[[ RECORDS TO PROCESS open ]]
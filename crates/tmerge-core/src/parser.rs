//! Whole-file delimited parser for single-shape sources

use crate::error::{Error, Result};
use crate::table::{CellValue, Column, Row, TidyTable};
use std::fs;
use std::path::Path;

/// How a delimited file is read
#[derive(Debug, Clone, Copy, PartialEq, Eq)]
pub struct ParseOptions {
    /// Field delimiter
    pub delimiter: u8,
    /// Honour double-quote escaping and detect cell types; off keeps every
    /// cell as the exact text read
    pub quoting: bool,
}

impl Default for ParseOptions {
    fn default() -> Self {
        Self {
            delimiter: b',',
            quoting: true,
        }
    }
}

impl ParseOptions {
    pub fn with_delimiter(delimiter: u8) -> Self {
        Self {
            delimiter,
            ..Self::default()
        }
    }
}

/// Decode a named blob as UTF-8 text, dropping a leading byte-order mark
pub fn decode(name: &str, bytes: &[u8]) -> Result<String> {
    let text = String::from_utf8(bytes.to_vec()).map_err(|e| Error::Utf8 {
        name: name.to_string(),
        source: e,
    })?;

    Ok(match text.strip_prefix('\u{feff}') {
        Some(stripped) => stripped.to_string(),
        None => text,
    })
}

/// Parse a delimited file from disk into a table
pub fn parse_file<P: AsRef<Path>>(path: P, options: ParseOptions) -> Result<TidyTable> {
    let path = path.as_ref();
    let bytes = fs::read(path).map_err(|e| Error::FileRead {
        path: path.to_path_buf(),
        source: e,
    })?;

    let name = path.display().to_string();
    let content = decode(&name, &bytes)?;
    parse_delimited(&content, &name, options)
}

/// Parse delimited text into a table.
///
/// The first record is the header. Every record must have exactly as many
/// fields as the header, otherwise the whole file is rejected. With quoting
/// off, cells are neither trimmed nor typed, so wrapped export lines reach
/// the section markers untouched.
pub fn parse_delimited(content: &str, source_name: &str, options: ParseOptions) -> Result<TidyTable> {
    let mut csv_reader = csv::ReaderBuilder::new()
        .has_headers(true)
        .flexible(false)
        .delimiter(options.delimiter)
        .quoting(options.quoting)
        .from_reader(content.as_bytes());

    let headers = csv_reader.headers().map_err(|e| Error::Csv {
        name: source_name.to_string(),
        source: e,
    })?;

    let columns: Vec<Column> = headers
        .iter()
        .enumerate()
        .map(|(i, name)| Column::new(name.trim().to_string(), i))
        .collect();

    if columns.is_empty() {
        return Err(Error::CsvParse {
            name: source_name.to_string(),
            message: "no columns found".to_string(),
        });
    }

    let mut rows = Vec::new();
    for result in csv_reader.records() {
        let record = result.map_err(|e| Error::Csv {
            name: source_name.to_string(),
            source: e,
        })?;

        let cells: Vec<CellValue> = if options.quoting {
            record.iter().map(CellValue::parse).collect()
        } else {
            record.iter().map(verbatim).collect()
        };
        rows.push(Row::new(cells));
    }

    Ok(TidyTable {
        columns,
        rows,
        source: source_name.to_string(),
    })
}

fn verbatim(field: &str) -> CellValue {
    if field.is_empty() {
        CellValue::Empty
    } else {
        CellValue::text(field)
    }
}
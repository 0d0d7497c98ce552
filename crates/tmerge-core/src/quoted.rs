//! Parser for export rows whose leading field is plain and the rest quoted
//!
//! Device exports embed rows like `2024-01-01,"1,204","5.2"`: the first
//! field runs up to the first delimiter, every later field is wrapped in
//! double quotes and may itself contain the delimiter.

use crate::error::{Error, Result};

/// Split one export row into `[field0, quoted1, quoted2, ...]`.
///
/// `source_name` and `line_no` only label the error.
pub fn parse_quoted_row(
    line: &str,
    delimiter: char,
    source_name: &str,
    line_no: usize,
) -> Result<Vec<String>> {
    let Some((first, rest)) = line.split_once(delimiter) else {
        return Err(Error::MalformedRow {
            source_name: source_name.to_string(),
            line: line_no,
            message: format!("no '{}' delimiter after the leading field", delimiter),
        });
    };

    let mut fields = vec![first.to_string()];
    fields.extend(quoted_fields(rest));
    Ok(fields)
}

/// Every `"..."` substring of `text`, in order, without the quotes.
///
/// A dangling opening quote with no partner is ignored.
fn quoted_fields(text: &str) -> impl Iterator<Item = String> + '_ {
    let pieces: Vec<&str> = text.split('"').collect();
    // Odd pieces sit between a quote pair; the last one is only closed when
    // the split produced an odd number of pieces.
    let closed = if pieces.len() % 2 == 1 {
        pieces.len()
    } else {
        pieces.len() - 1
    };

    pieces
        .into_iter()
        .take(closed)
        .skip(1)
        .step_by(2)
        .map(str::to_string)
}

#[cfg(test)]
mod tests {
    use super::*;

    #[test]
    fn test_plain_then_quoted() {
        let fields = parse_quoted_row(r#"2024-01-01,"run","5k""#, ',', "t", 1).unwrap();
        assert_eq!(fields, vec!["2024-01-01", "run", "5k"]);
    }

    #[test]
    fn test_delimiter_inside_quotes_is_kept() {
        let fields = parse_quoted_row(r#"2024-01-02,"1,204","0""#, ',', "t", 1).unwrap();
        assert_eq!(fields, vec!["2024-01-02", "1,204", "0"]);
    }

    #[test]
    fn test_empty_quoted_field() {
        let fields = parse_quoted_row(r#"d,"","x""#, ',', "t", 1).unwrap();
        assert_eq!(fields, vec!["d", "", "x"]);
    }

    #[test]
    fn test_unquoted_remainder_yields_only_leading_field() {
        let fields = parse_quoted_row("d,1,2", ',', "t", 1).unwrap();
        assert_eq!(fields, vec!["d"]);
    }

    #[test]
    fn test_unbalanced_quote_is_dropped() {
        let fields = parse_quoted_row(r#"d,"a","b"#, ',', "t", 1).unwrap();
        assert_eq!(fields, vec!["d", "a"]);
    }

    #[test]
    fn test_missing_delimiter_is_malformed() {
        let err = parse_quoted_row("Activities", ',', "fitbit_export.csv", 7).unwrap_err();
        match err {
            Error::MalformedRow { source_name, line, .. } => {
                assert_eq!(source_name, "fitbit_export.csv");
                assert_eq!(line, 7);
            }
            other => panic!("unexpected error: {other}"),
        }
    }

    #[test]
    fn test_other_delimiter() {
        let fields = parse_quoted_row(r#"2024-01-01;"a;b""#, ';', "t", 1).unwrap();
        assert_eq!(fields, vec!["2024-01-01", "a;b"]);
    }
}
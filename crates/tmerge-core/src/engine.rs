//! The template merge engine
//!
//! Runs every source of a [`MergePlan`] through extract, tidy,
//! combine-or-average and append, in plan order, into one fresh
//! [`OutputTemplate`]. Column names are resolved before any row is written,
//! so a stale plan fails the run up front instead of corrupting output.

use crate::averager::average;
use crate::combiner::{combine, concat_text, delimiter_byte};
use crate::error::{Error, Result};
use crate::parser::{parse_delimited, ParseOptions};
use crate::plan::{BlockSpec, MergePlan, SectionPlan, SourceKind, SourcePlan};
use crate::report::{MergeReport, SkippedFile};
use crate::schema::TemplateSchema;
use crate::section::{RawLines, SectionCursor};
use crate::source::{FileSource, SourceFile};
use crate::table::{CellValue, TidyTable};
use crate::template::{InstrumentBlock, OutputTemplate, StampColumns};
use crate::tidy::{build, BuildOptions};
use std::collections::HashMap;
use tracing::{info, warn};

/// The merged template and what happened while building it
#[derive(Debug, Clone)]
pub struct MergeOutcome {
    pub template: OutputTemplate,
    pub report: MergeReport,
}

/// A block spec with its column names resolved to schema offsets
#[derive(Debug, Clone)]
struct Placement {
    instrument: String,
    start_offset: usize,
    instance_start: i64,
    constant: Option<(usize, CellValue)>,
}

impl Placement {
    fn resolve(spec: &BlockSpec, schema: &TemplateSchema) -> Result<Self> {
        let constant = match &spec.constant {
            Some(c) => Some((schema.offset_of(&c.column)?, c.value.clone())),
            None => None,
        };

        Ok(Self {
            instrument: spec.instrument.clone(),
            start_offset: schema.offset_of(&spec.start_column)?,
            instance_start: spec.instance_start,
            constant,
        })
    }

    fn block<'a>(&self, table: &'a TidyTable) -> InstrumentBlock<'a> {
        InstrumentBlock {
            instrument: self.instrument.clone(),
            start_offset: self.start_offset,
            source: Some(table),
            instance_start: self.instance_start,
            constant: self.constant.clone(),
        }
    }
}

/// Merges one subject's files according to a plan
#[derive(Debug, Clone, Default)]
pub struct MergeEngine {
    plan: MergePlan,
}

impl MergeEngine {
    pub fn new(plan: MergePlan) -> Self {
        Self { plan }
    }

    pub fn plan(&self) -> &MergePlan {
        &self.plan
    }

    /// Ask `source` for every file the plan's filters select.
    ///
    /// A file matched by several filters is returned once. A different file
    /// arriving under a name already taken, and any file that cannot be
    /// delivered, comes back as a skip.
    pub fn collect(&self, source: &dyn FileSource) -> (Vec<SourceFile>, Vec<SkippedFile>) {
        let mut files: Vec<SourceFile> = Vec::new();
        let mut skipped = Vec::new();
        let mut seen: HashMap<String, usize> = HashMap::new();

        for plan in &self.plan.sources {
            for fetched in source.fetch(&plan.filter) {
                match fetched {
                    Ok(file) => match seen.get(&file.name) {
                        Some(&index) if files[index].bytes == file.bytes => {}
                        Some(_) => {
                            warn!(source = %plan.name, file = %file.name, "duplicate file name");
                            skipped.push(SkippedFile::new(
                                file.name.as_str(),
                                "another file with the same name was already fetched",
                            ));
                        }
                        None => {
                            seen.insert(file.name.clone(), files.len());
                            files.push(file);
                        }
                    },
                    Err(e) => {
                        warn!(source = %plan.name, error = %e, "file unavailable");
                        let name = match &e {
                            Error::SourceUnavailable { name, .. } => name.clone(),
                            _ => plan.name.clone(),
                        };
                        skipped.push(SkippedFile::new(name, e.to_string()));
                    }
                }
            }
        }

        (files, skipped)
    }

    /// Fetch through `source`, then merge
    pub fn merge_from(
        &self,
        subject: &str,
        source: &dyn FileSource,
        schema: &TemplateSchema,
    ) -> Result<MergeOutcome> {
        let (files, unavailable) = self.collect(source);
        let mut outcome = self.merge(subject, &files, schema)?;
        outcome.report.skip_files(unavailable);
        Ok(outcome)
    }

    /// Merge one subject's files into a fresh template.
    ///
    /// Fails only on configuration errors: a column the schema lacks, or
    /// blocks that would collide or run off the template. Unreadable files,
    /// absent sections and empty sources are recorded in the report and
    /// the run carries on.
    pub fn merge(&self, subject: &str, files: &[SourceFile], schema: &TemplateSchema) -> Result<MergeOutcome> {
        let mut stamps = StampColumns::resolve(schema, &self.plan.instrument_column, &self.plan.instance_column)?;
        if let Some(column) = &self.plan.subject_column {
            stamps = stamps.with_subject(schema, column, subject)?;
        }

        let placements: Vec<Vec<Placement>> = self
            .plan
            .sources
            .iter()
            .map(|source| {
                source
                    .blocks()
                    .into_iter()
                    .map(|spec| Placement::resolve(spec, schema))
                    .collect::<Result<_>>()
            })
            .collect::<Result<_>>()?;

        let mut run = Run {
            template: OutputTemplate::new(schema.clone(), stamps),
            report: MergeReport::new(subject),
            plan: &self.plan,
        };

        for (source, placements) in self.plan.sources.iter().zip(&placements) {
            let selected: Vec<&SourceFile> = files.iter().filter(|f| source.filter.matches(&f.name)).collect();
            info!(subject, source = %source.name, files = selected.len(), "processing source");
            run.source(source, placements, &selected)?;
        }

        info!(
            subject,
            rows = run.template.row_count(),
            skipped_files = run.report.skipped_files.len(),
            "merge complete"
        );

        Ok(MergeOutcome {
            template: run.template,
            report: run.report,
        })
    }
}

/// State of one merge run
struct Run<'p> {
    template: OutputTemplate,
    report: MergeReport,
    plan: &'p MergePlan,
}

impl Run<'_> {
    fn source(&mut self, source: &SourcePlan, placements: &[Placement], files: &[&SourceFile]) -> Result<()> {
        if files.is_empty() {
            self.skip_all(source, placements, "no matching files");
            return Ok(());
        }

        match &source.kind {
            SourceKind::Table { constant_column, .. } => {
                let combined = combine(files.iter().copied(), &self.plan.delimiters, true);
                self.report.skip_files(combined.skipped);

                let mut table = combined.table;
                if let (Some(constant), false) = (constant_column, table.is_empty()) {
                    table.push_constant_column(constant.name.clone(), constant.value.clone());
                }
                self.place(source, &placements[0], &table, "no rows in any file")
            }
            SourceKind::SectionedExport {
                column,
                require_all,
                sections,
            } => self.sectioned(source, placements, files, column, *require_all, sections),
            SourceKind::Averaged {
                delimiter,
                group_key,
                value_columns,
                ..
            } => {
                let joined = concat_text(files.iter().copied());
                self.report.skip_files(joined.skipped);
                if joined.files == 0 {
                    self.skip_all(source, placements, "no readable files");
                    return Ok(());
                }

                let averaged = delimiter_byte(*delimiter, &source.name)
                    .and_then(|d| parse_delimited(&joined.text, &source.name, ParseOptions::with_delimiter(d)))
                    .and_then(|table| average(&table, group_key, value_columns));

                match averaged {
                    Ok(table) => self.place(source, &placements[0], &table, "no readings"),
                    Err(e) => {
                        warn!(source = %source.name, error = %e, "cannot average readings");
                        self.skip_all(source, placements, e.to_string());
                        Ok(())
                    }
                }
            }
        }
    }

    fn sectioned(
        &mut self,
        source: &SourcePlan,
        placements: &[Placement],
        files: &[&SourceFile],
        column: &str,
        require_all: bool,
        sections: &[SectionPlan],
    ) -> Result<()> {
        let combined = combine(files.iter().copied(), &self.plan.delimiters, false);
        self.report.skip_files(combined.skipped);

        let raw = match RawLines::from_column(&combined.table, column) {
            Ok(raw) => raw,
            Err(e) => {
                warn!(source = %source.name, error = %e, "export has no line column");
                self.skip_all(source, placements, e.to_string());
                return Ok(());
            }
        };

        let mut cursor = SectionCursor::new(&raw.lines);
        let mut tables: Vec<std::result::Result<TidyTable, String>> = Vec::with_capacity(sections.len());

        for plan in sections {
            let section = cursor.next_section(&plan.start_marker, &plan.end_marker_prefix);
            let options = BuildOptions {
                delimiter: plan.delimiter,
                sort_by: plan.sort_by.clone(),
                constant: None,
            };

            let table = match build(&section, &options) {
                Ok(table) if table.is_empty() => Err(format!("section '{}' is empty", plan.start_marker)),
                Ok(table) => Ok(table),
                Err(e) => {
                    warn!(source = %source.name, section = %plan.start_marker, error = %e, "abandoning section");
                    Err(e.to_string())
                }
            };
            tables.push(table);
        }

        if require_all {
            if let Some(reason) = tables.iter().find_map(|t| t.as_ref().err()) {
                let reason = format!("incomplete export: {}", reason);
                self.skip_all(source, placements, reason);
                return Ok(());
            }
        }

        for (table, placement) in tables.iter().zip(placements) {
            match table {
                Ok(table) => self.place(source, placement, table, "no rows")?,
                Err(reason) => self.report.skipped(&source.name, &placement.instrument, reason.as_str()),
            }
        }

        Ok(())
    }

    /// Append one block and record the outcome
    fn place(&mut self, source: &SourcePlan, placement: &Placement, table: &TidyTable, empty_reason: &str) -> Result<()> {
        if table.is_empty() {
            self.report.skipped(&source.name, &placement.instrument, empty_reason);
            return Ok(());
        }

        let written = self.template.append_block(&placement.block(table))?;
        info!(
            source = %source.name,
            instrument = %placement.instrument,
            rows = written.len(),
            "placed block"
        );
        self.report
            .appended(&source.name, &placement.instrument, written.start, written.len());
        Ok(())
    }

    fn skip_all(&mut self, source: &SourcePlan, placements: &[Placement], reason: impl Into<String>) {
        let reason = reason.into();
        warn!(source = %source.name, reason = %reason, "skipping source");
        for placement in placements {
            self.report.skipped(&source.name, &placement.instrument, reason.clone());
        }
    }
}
[[ RECORDS TO PROCESS closed ]]
**PROBLEM DETAILS**. Copy the lines above exactly, from the very first through the one containing "let bytes = fs::read(path).map_err(|e|", and include no other line.

**WRITTEN SOLUTION**.
filename crates/tmerge-core/src/parser.rs
//! Whole-file delimited parser for single-shape sources

use crate::error::{Error, Result};
use crate::table::{CellValue, Column, Row, TidyTable};
use std::fs;
use std::path::Path;

/// How a delimited file is read
#[derive(Debug, Clone, Copy, PartialEq, Eq)]
pub struct ParseOptions {
    /// Field delimiter
    pub delimiter: u8,
    /// Honour double-quote escaping and detect cell types; off keeps every
    /// cell as the exact text read
    pub quoting: bool,
}

impl Default for ParseOptions {
    fn default() -> Self {
        Self {
            delimiter: b',',
            quoting: true,
        }
    }
}

impl ParseOptions {
    pub fn with_delimiter(delimiter: u8) -> Self {
        Self {
            delimiter,
            ..Self::default()
        }
    }
}

/// Decode a named blob as UTF-8 text, dropping a leading byte-order mark
pub fn decode(name: &str, bytes: &[u8]) -> Result<String> {
    let text = String::from_utf8(bytes.to_vec()).map_err(|e| Error::Utf8 {
        name: name.to_string(),
        source: e,
    })?;

    Ok(match text.strip_prefix('\u{feff}') {
        Some(stripped) => stripped.to_string(),
        None => text,
    })
}

/// Parse a delimited file from disk into a table
pub fn parse_file<P: AsRef<Path>>(path: P, options: ParseOptions) -> Result<TidyTable> {
    let path = path.as_ref();
    let bytes = fs::read(path).map_err(|e| Error::FileRead {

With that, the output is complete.